An RT-PCR-based Strategy to Estimate Full-Length CYP2D6 mRNA Copy Number

Abstract

The goal of this study is to develop an analytical tool to assess cytochrome P450 2D6 (CYP2D6) levels in the form of full-length transcripts. CYP2D6 RNA in test samples was evaluated by co-amplification with an internal RNA control in a reverse-transcribed polymerase chain reaction (RT-PCR). The internal CYP2D6 RNA control was constructed by internally deleting 474 bp of CYP2D6 RNA, allowing simultaneous amplification of the test RNA together with the internal control RNA in a single RT-PCR reaction. With sequential dilution of test RNA, the CYP2D6 mRNA transcript levels in test samples were estimated. The full-length RT-PCR strategy allowed semiquantitative assessments of CYP2D6 RNA transcripts with a sensitivity limit of 500 copies for CYP2D6 RNA transcripts, 2500 copies/microg total human liver RNA, and 10% intraday coefficient of variation (CV).

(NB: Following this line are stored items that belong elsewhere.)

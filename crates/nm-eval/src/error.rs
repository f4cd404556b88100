use std::path::PathBuf;

use nm_common::error::CommonError;
use nm_common::openai::OpenAiClientError;

#[derive(Debug, thiserror::Error)]
pub enum AppError {
    #[error(transparent)]
    Common(#[from] CommonError),

    #[error(transparent)]
    Client(#[from] OpenAiClientError),

    #[error("config error: {0}")]
    Config(String),

    #[error("{} already holds {count} .txt file(s), refusing to overwrite", .dir.display())]
    OutputNotEmpty { dir: PathBuf, count: usize },
}
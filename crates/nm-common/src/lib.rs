pub mod error;
pub mod files;
pub mod openai;
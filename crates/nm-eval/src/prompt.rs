/// Prompt assembly for notional machine evaluation.
///
/// The prompt embeds three documents verbatim, each between literal start/end markers, so
/// the model can tell the machine description, the marking criteria and the form apart.
use nm_common::openai::Message;

pub const SYSTEM_PROMPT: &str =
    "You are a helpful assistant specialized in evaluating educational tools for computer science.";

pub const NM_START: &str = "--- NM START ---";
pub const NM_END: &str = "--- NM END ---";
pub const CRITERIA_START: &str = "--- CRITERIA START ---";
pub const CRITERIA_END: &str = "--- CRITERIA END ---";
pub const TEMPLATE_START: &str = "--- EVALUATION FORM TEMPLATE START ---";
pub const TEMPLATE_END: &str = "--- EVALUATION FORM TEMPLATE END ---";

pub fn build_prompt(nm_content: &str, criteria: &str, template: &str) -> String {
    format!(
        r#"
You are an expert in computer science education. Your task is to evaluate a "notional machine" (an analogy or representation for a programming concept) based on a given set of criteria.

Here is the notional machine description:
{NM_START}
{nm_content}
{NM_END}

Here is the marking criteria:
{CRITERIA_START}
{criteria}
{CRITERIA_END}

And here is the evaluation form you need to fill out. Please provide a mark and a reason for each section based on the criteria.
{TEMPLATE_START}
{template}
{TEMPLATE_END}

Please fill out the evaluation form with your assessment.
"#
    )
}

/// System persona followed by the user prompt.
pub fn build_messages(prompt: String) -> Vec<Message> {
    vec![Message::system(SYSTEM_PROMPT), Message::user(prompt)]
}

#[cfg(test)]
mod tests {
    use super::*;

    fn position(haystack: &str, needle: &str) -> usize {
        haystack
            .find(needle)
            .unwrap_or_else(|| panic!("missing {needle:?} in prompt"))
    }

    #[test]
    fn documents_are_framed_in_order() {
        let prompt = build_prompt(
            "Array as Clothesline",
            "Part A - teaching goal achieved",
            "# Mark of A(i):",
        );

        let order = [
            "You are an expert in computer science education.",
            NM_START,
            "Array as Clothesline",
            NM_END,
            CRITERIA_START,
            "Part A - teaching goal achieved",
            CRITERIA_END,
            "Please provide a mark and a reason for each section",
            TEMPLATE_START,
            "# Mark of A(i):",
            TEMPLATE_END,
            "Please fill out the evaluation form with your assessment.",
        ];
        let positions: Vec<usize> = order.iter().map(|n| position(&prompt, n)).collect();
        assert!(
            positions.windows(2).all(|w| w[0] < w[1]),
            "prompt sections out of order: {positions:?}"
        );
    }

    #[test]
    fn content_is_embedded_verbatim() {
        let nm = "line one\n  indented {braces} stay\nline three";
        let prompt = build_prompt(nm, "", "");
        assert!(prompt.contains(&format!("{NM_START}\n{nm}\n{NM_END}")));
        assert!(prompt.contains(&format!("{CRITERIA_START}\n\n{CRITERIA_END}")));
    }

    #[test]
    fn messages_are_system_then_user() {
        let messages = build_messages("the prompt".to_string());
        assert_eq!(messages.len(), 2);
        assert_eq!(messages[0].role, "system");
        assert_eq!(messages[0].content, SYSTEM_PROMPT);
        assert_eq!(messages[1].role, "user");
        assert_eq!(messages[1].content, "the prompt");
    }
}
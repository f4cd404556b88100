mod config;
mod driver;
mod error;
mod evaluator;
mod prompt;

use std::time::Instant;

use tracing::{error, info};
use tracing_subscriber::EnvFilter;

use config::Config;
use evaluator::OpenAiEvaluator;

#[tokio::main]
async fn main() -> anyhow::Result<()> {
    let started = Instant::now();

    tracing_subscriber::fmt()
        .with_env_filter(
            EnvFilter::from_default_env().add_directive(tracing::Level::INFO.into()),
        )
        .with_writer(std::io::stderr)
        .with_ansi(false)
        .init();

    info!("starting notional machine evaluation");

    // 1. Credential and client settings from the environment (and `.env`)
    let config = Config::from_env().inspect_err(|e| error!(error = %e, "cannot start"))?;
    info!(
        base_url = %config.openai.base_url,
        timeout_ms = config.openai.default_timeout.as_millis(),
        model = %config.model,
        "openai client configured"
    );

    // 2. One client for the whole run, handed to the evaluator
    let evaluator = OpenAiEvaluator::from_config(config.openai, config.model)?;

    // 3. Evaluate everything in the input directory
    info!(
        input = %config.paths.input_dir.display(),
        output = %config.paths.output_dir.display(),
        criteria = %config.paths.criteria_file.display(),
        template = %config.paths.template_file.display(),
        "paths resolved"
    );
    driver::run(&config.paths, &evaluator, started)
        .await
        .inspect_err(|e| error!(error = %e, "evaluation run aborted"))?;

    Ok(())
}
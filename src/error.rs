//! Error type for canvas operations.
//!
//! Every failure is local and recoverable: the registry is left exactly as it
//! was and the caller may retry with corrected input.

use thiserror::Error;

use crate::draw::ImageError;
use crate::schema::SchemaError;

#[derive(Debug, Error)]
pub enum CanvasError {
    /// An argument failed its schema check.
    #[error("validation failed: {0}")]
    Validation(#[from] SchemaError),

    /// An argument failed a check that has no schema field, such as an image
    /// path without a known extension.
    #[error("invalid argument: {0}")]
    InvalidArgument(String),

    /// A patch passed validation but cannot be stored on the element.
    #[error("patch cannot be applied: {0}")]
    Patch(String),

    /// No live element has this id.
    #[error("no element with id {0}")]
    NotFound(u64),

    #[error("failed to build validation view: {0}")]
    Serialization(#[from] serde_json::Error),

    #[error(transparent)]
    Image(#[from] ImageError),

    #[error("no image loader attached to this canvas")]
    LoaderUnavailable,
}

impl CanvasError {
    /// True for the validation family (schema, argument and patch failures).
    pub fn is_validation(&self) -> bool {
        matches!(
            self,
            CanvasError::Validation(_) | CanvasError::InvalidArgument(_) | CanvasError::Patch(_)
        )
    }
}
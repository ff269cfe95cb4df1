use log::debug;
use serde_json::{Value, json};

use super::{Canvas, Position};
use crate::draw::Renderer;
use crate::element::Element;
use crate::error::CanvasError;
use crate::input::DragState;
use crate::schema::SchemaName;
use crate::util::Point;

impl<R: Renderer> Canvas<R> {
    /// Translates an element so that it follows `point`.
    ///
    /// While the element is being dragged the translation is relative to the
    /// drag anchor, which then advances to `point`. Otherwise the element's own
    /// origin is the anchor, so its top-left corner lands on `point`.
    ///
    /// Repaints and outlines the moved element. Returns it as stored after the
    /// move.
    pub fn move_element(&mut self, id: u64, point: Point) -> Result<Element, CanvasError> {
        self.check_schema(&Position::from(point), SchemaName::Element)?;
        let element = self.registry.get(id).ok_or(CanvasError::NotFound(id))?;

        let dragged = matches!(self.drag, DragState::Dragging { element_id, .. } if element_id == id);
        let anchor = match self.drag {
            DragState::Dragging { anchor, .. } if dragged => anchor,
            _ => element.origin(),
        };
        let (dx, dy) = point.delta_from(anchor);
        let patch = json!({ "x": element.x + dx, "y": element.y + dy });

        self.registry.update(id, &patch, self.surface)?;
        if dragged {
            self.drag = DragState::Dragging {
                element_id: id,
                anchor: point,
            };
        }

        self.redraw_with_selection(id);
        self.registry
            .get(id)
            .cloned()
            .ok_or(CanvasError::NotFound(id))
    }

    /// Merges `patch` into the element with `id` and returns the element as it
    /// was before. Does not repaint.
    pub fn update(&mut self, id: u64, patch: &Value) -> Result<Element, CanvasError> {
        self.registry.update(id, patch, self.surface)
    }

    /// Removes the element with `id` and repaints.
    ///
    /// Ends a drag of that element.
    pub fn erase(&mut self, id: u64) -> Result<Element, CanvasError> {
        let element = self.registry.erase(id).ok_or(CanvasError::NotFound(id))?;
        if matches!(self.drag, DragState::Dragging { element_id, .. } if element_id == id) {
            debug!("Erased element {} while dragging it", id);
            self.drag = DragState::Idle;
        }
        self.redraw();
        Ok(element)
    }
}

#[cfg(test)]
mod tests {
    use super::*;
    use crate::draw::{DrawCommand, RecordingRenderer};
    use crate::util::{Size, SurfaceSize};

    fn canvas_with_rect() -> (Canvas<RecordingRenderer>, u64) {
        let mut canvas =
            Canvas::with_defaults(RecordingRenderer::default(), SurfaceSize::new(800.0, 600.0));
        let rect = canvas
            .draw_rect("#00f", Position::at(10.0, 20.0), Size::new(30.0, 30.0), false)
            .unwrap();
        (canvas, rect.id)
    }

    #[test]
    fn move_without_drag_places_top_left_on_point() {
        let (mut canvas, id) = canvas_with_rect();
        let moved = canvas.move_element(id, Point::new(100.0, 200.0)).unwrap();
        assert_eq!((moved.x, moved.y), (100.0, 200.0));
        assert!(matches!(
            canvas.renderer().last_frame().last(),
            Some(DrawCommand::StrokeRect { x, y, .. }) if *x == 100.0 && *y == 200.0
        ));
    }

    #[test]
    fn move_off_surface_is_rejected_without_mutation() {
        let (mut canvas, id) = canvas_with_rect();
        let err = canvas.move_element(id, Point::new(900.0, 0.0)).unwrap_err();
        assert!(err.is_validation());
        assert!(matches!(
            canvas.move_element(42, Point::new(1.0, 1.0)),
            Err(CanvasError::NotFound(42))
        ));
        let element = canvas.element(id).unwrap();
        assert_eq!((element.x, element.y), (10.0, 20.0));
    }

    #[test]
    fn update_returns_previous_and_does_not_repaint() {
        let (mut canvas, id) = canvas_with_rect();
        let commands_before = canvas.renderer().commands().len();
        let previous = canvas.update(id, &json!({ "resource": "#0f0" })).unwrap();
        assert_eq!(previous.resource, crate::element::Resource::Color("#00f".into()));
        assert_eq!(canvas.renderer().commands().len(), commands_before);
    }

    #[test]
    fn erase_repaints_without_the_element() {
        let (mut canvas, id) = canvas_with_rect();
        canvas.erase(id).unwrap();
        assert_eq!(
            canvas.renderer().last_frame(),
            &[DrawCommand::Clear {
                width: 800.0,
                height: 600.0
            }]
        );
        assert!(matches!(canvas.erase(id), Err(CanvasError::NotFound(_))));
    }
}
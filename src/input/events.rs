//! Generic pointer event types for host-independent input handling.

use crate::util::Point;

/// Phase of a single pointer stream.
///
/// Hosts deliver these mutually exclusively, so at most one drag is ever in
/// progress.
#[derive(Debug, Clone, Copy, PartialEq, Eq)]
pub enum PointerPhase {
    /// Mouse button pressed or touch started
    Down,
    /// Mouse moved or touch moved
    Move,
    /// Mouse button released or touch ended
    Up,
}

/// Where the pointer is, in surface-local coordinates.
#[derive(Debug, Clone, PartialEq)]
pub enum PointerSource {
    Mouse(Point),
    /// Current touch points; only the first one is used
    Touch(Vec<Point>),
}

#[derive(Debug, Clone, PartialEq)]
pub struct PointerEvent {
    pub phase: PointerPhase,
    pub source: PointerSource,
}

impl PointerEvent {
    pub fn mouse(phase: PointerPhase, x: f64, y: f64) -> Self {
        Self {
            phase,
            source: PointerSource::Mouse(Point::new(x, y)),
        }
    }

    pub fn touch(phase: PointerPhase, points: Vec<Point>) -> Self {
        Self {
            phase,
            source: PointerSource::Touch(points),
        }
    }

    /// The mouse position, or the first touch point. `None` for a touch event
    /// that carries no points (a touch end usually does not).
    pub fn position(&self) -> Option<Point> {
        match &self.source {
            PointerSource::Mouse(point) => Some(*point),
            PointerSource::Touch(points) => points.first().copied(),
        }
    }
}

#[cfg(test)]
mod tests {
    use super::*;

    #[test]
    fn touch_uses_first_point() {
        let event = PointerEvent::touch(
            PointerPhase::Move,
            vec![Point::new(3.0, 4.0), Point::new(50.0, 50.0)],
        );
        assert_eq!(event.position(), Some(Point::new(3.0, 4.0)));
        assert_eq!(PointerEvent::touch(PointerPhase::Up, vec![]).position(), None);
    }
}
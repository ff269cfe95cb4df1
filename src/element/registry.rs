//! Ownership, identity and paint order of drawn elements.

use log::debug;
use serde_json::Value;

use super::{Element, ElementKind, ElementPatch, Resource, Style};
use crate::error::CanvasError;
use crate::schema::{self, SchemaName, ValidationContext};
use crate::util::{Point, Size, SurfaceSize};

/// Stores elements in insertion order and hands out ids and z-indices.
///
/// Ids start at 0 and z-indices at 1; both only ever grow, so an erased id is
/// never handed out again and insertion order equals paint order.
#[derive(Debug)]
pub struct ElementRegistry {
    elements: Vec<Element>,
    next_id: u64,
    next_zindex: u64,
    active: Option<u64>,
}

impl Default for ElementRegistry {
    fn default() -> Self {
        Self::new()
    }
}

impl ElementRegistry {
    pub fn new() -> Self {
        Self {
            elements: Vec::new(),
            next_id: 0,
            next_zindex: 1,
            active: None,
        }
    }

    /// Stores a new element on top of every existing one.
    ///
    /// Arguments are assumed valid; the draw operations check them first.
    pub fn create(
        &mut self,
        kind: ElementKind,
        position: Point,
        size: Size,
        resource: Resource,
        style: Style,
        fixed: bool,
    ) -> &Element {
        let element = Element {
            id: self.next_id,
            zindex: self.next_zindex,
            kind,
            x: position.x,
            y: position.y,
            width: size.width,
            height: size.height,
            resource,
            style,
            fixed,
        };
        self.next_id += 1;
        self.next_zindex += 1;

        debug!(
            "Created {} element {} (zindex {})",
            element.kind.as_str(),
            element.id,
            element.zindex
        );
        self.elements.push(element);
        &self.elements[self.elements.len() - 1]
    }

    pub fn get(&self, id: u64) -> Option<&Element> {
        self.elements.iter().find(|e| e.id == id)
    }

    fn index_of(&self, id: u64) -> Option<usize> {
        self.elements.iter().position(|e| e.id == id)
    }

    /// All elements in insertion order.
    pub fn all(&self) -> &[Element] {
        &self.elements
    }

    pub fn len(&self) -> usize {
        self.elements.len()
    }

    pub fn is_empty(&self) -> bool {
        self.elements.is_empty()
    }

    /// Elements sorted by ascending z-index (stable).
    pub fn paint_order(&self) -> Vec<&Element> {
        let mut ordered: Vec<&Element> = self.elements.iter().collect();
        ordered.sort_by_key(|e| e.zindex);
        ordered
    }

    /// Topmost element whose bounds contain `point`, fixed or not.
    pub fn hit_test(&self, point: Point) -> Option<&Element> {
        self.elements
            .iter()
            .filter(|e| e.bounds().contains(point))
            .max_by_key(|e| e.zindex)
    }

    /// Validates `patch` against the `element` schema and merges it into the
    /// element with `id`.
    ///
    /// Returns the element as it was just before the merge. Nothing changes
    /// when validation fails, the id is unknown or the patch does not fit.
    pub fn update(
        &mut self,
        id: u64,
        patch: &Value,
        surface: SurfaceSize,
    ) -> Result<Element, CanvasError> {
        let scope = RegistryScope {
            registry: self,
            surface,
        };
        if let Err(err) = schema::check(patch, SchemaName::Element, &scope) {
            debug!("Rejected update of element {}: {}", id, err);
            return Err(err.into());
        }

        let index = self.index_of(id).ok_or(CanvasError::NotFound(id))?;
        let typed: ElementPatch = serde_json::from_value(patch.clone())
            .map_err(|err| CanvasError::Patch(err.to_string()))?;

        let previous = self.elements[index].clone();
        let mut updated = previous.clone();
        updated.apply(&typed).map_err(CanvasError::Patch)?;
        self.elements[index] = updated;

        Ok(previous)
    }

    /// Removes the element with `id`, wherever it sits in storage.
    ///
    /// Clears the active selection when it pointed at the erased element.
    pub fn erase(&mut self, id: u64) -> Option<Element> {
        let index = self.index_of(id)?;
        if self.active == Some(id) {
            self.active = None;
        }
        debug!("Erased element {}", id);
        Some(self.elements.remove(index))
    }

    pub fn active(&self) -> Option<&Element> {
        self.active.and_then(|id| self.get(id))
    }

    pub fn active_id(&self) -> Option<u64> {
        self.active
    }

    /// Selects `id` (which must be live) or clears the selection with `None`.
    pub fn set_active(&mut self, id: Option<u64>) {
        self.active = id.filter(|id| self.get(*id).is_some());
    }
}

/// Validation view of a registry on a surface of a given size.
pub struct RegistryScope<'a> {
    pub registry: &'a ElementRegistry,
    pub surface: SurfaceSize,
}

impl ValidationContext for RegistryScope<'_> {
    fn surface_width(&self) -> f64 {
        self.surface.width
    }

    fn surface_height(&self) -> f64 {
        self.surface.height
    }

    fn is_live(&self, id: u64) -> bool {
        self.registry.get(id).is_some()
    }
}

In a method validation study, the CYP2D6 activity appeared to relate more closely to full-length CYP2D6 mRNA concentration than a short-sequence of CYP2D6 RNA estimated with a real-time quantitative RT-PCR assay. We have developed an efficient semiquantitative assay and demonstrated its suitability for estimating full-length CYP2D6 mRNA transcripts in cells and tissues.